• _REQUIRED ACTION_:
Would you copy the full listing that follows without changing a thing?

• _DATA SUPPLIED_:

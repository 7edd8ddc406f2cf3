//! Constellation Point-Cloud Mapper
//!
//! Turns per-group band-power tables into renderable 3D points:
//! - x: channel index
//! - y: canonical band coordinate plus vertical jitter
//! - z: depth jitter scaled by log power
//! - size: log power normalised to the strongest point in view
//! - color: raw power

pub mod axis;
pub mod mapper;
pub mod params;
pub mod scene;

pub use axis::{band_y, y_axis_ticks, AxisTick};
pub use mapper::{map_points, PointCloudPoint};
pub use params::{GroupStyle, MapperParams, ViewParams};
pub use scene::{build_scene, ConstellationScene, GroupTrace};

use thiserror::Error;

/// Mapper error types
#[derive(Error, Debug, Clone, PartialEq)]
pub enum MapperError {
    #[error("Invalid view parameter: {0}")]
    InvalidParameter(String),
}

• _EXERCISE ANSWER_:
repository 7edd8ddc406f2cf3
//! Constellation Point-Cloud Mapper
//!
//! Turns per-group band-power tables into renderable 3D points:
//! - x: channel index
//! - y: canonical band coordinate plus vertical jitter
//! - z: depth jitter scaled by log power
//! - size: log power normalised to the strongest point in view
//! - color: raw power

pub mod axis;
pub mod mapper;
pub mod params;
pub mod scene;

pub use axis::{band_y, y_axis_ticks, AxisTick};
pub use mapper::{map_points, PointCloudPoint};
pub use params::{GroupStyle, MapperParams, ViewParams};
pub use scene::{build_scene, ConstellationScene, GroupTrace};

use thiserror::Error;

/// Mapper error types
#[derive(Error, Debug, Clone, PartialEq)]
pub enum MapperError {
    #[error("Invalid view parameter: {0}")]
    InvalidParameter(String),
}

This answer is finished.